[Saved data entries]
▬▬▬▬▬▬

#[cfg(test)]
mod tests {
    use std::sync::atomic::AtomicUsize;

    use conveyor_io::{ConveyorCommand, Direction};
    use video_ingest::CameraOptions;

    use super::*;
    use crate::{
        compliance::{CompositionMode, ExpectedComposition},
        conveyor::{ControllerOptions, ConveyorController, DefectPolicy},
        testing::{FakeSource, RecordingActuator, RecordingLink, ScriptedDetector, detections},
    };

    fn settings() -> PipelineSettings {
        PipelineSettings {
            capture: CaptureSettings {
                source_uri: "fake".into(),
                camera: CameraOptions::default(),
                interval: Duration::from_millis(2),
                retry_delay: Duration::from_millis(5),
                crop: None,
            },
            dispatch: DispatchSettings {
                poll_interval: Duration::from_millis(5),
                queue_capacity: None,
            },
            watchdog: WatchdogSettings {
                poll_interval: Duration::from_millis(20),
                stale_after: Duration::from_secs(5),
                startup_grace: Duration::from_secs(5),
            },
            request_timeout: Duration::from_secs(1),
        }
    }

    fn inspector(
        policy: DefectPolicy,
        link: RecordingLink,
        actuator: RecordingActuator,
    ) -> Inspector<RecordingLink, RecordingActuator> {
        let composition = ExpectedComposition::new(
            CompositionMode::Presence,
            [("USB", 1), ("OSCILLATOR", 1), ("CHIPSET", 1), ("BOOTSEL", 1)],
        )
        .unwrap();
        let controller = ConveyorController::new(
            link,
            actuator,
            ControllerOptions {
                policy,
                reject_direction: Direction::Backward,
                keep_alive: false,
            },
        );
        Inspector::new(composition, controller)
    }

    /// Raise `shutdown` once `done` holds, or after a generous timeout.
    fn stop_when(
        shutdown: Arc<AtomicBool>,
        done: impl Fn() -> bool + Send + 'static,
    ) -> thread::JoinHandle<()> {
        thread::spawn(move || {
            let deadline = Instant::now() + Duration::from_secs(10);
            while !done() && Instant::now() < deadline {
                thread::sleep(Duration::from_millis(5));
            }
            shutdown.store(true, Ordering::SeqCst);
        })
    }

    #[test]
    fn defective_stream_stops_then_resumes_after_removal() {
        let detector = ScriptedDetector::new(vec![
            Ok(detections(&["USB", "OSCILLATOR", "CHIPSET", "BOOTSEL"])),
            Ok(detections(&["USB", "USB", "OSCILLATOR", "CHIPSET", "BOOTSEL"])),
            Ok(detections(&["USB", "USB", "OSCILLATOR", "CHIPSET", "BOOTSEL"])),
            Ok(detections(&["USB", "USB", "OSCILLATOR", "CHIPSET", "BOOTSEL"])),
            Ok(Vec::new()),
            Ok(detections(&["USB", "OSCILLATOR", "CHIPSET", "BOOTSEL"])),
        ]);
        let link = RecordingLink::default();
        let actuator = RecordingActuator::default();
        let shutdown = Arc::new(AtomicBool::new(false));

        let watcher = {
            let link = link.clone();
            stop_when(shutdown.clone(), move || {
                link.sent().len() >= 3
            })
        };

        let pipeline = Pipeline::new(
            settings(),
            Arc::new(detector),
            inspector(DefectPolicy::Stop, link.clone(), actuator.clone()),
            |_: &CaptureSettings| -> Result<Box<dyn FrameSource>, CaptureError> {
                Ok(Box::new(FakeSource::new(32, 32)) as Box<dyn FrameSource>)
            },
        );
        let stats = pipeline.run(shutdown).unwrap();
        watcher.join().unwrap();

        let sent = link.sent();
        // Engage, stop on the duplicate, resume once the product is gone.
        assert_eq!(
            &sent[..3],
            &[
                ConveyorCommand::Start,
                ConveyorCommand::Stop,
                ConveyorCommand::Start
            ]
        );
        assert!(stats.defective >= 2);
        assert_eq!(actuator.release_count(), 1);
        assert!(actuator.pulsed().is_empty());
    }

    #[test]
    fn reject_policy_pulses_without_stopping() {
        let detector = ScriptedDetector::new(vec![Ok(detections(&["USB", "HOLE"]))]);
        let link = RecordingLink::default();
        let actuator = RecordingActuator::default();
        let shutdown = Arc::new(AtomicBool::new(false));

        let watcher = {
            let actuator = actuator.clone();
            stop_when(shutdown.clone(), move || actuator.pulsed().len() >= 2)
        };

        let pipeline = Pipeline::new(
            settings(),
            Arc::new(detector),
            inspector(DefectPolicy::Reject, link.clone(), actuator.clone()),
            |_: &CaptureSettings| -> Result<Box<dyn FrameSource>, CaptureError> {
                Ok(Box::new(FakeSource::new(16, 16)) as Box<dyn FrameSource>)
            },
        );
        pipeline.run(shutdown).unwrap();
        watcher.join().unwrap();

        // Engage at start, then the shutdown stop; no stop in between.
        assert_eq!(
            link.sent(),
            vec![ConveyorCommand::Start, ConveyorCommand::Stop]
        );
        assert!(actuator.pulsed().len() >= 2);
    }

    #[test]
    fn unavailable_source_is_retried() {
        let opens = Arc::new(AtomicUsize::new(0));
        let shutdown = Arc::new(AtomicBool::new(false));
        let link = RecordingLink::default();

        let watcher = {
            let opens = opens.clone();
            stop_when(shutdown.clone(), move || opens.load(Ordering::SeqCst) >= 2)
        };

        let pipeline = Pipeline::new(
            settings(),
            Arc::new(ScriptedDetector::always(&["USB"])),
            inspector(DefectPolicy::Stop, link.clone(), RecordingActuator::default()),
            {
                let opens = opens.clone();
                move |settings: &CaptureSettings| -> Result<Box<dyn FrameSource>, CaptureError> {
                    opens.fetch_add(1, Ordering::SeqCst);
                    Err(CaptureError::Open {
                        uri: settings.source_uri.clone(),
                    })
                }
            },
        );
        let stats = pipeline.run(shutdown).unwrap();
        watcher.join().unwrap();

        assert!(opens.load(Ordering::SeqCst) >= 2);
        assert_eq!(stats.cycles, 0);
        assert_eq!(link.sent().first(), Some(&ConveyorCommand::Start));
        assert_eq!(link.sent().last(), Some(&ConveyorCommand::Stop));
    }

    #[test]
    fn actuator_failure_is_fatal() {
        let pipeline = Pipeline::new(
            settings(),
            Arc::new(ScriptedDetector::always(&["USB"])),
            inspector(
                DefectPolicy::Stop,
                RecordingLink::failing(),
                RecordingActuator::default(),
            ),
            |_: &CaptureSettings| -> Result<Box<dyn FrameSource>, CaptureError> {
                Ok(Box::new(FakeSource::new(8, 8)) as Box<dyn FrameSource>)
            },
        );
        assert!(pipeline.run(Arc::new(AtomicBool::new(false))).is_err());
    }
}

▬▬▬▬▬▬

● **Work order**
Whenever a line in the records contains the word "thread", copy that line.

● **Your response**
    ) -> thread::JoinHandle<()> {
        thread::spawn(move || {
                thread::sleep(Duration::from_millis(5));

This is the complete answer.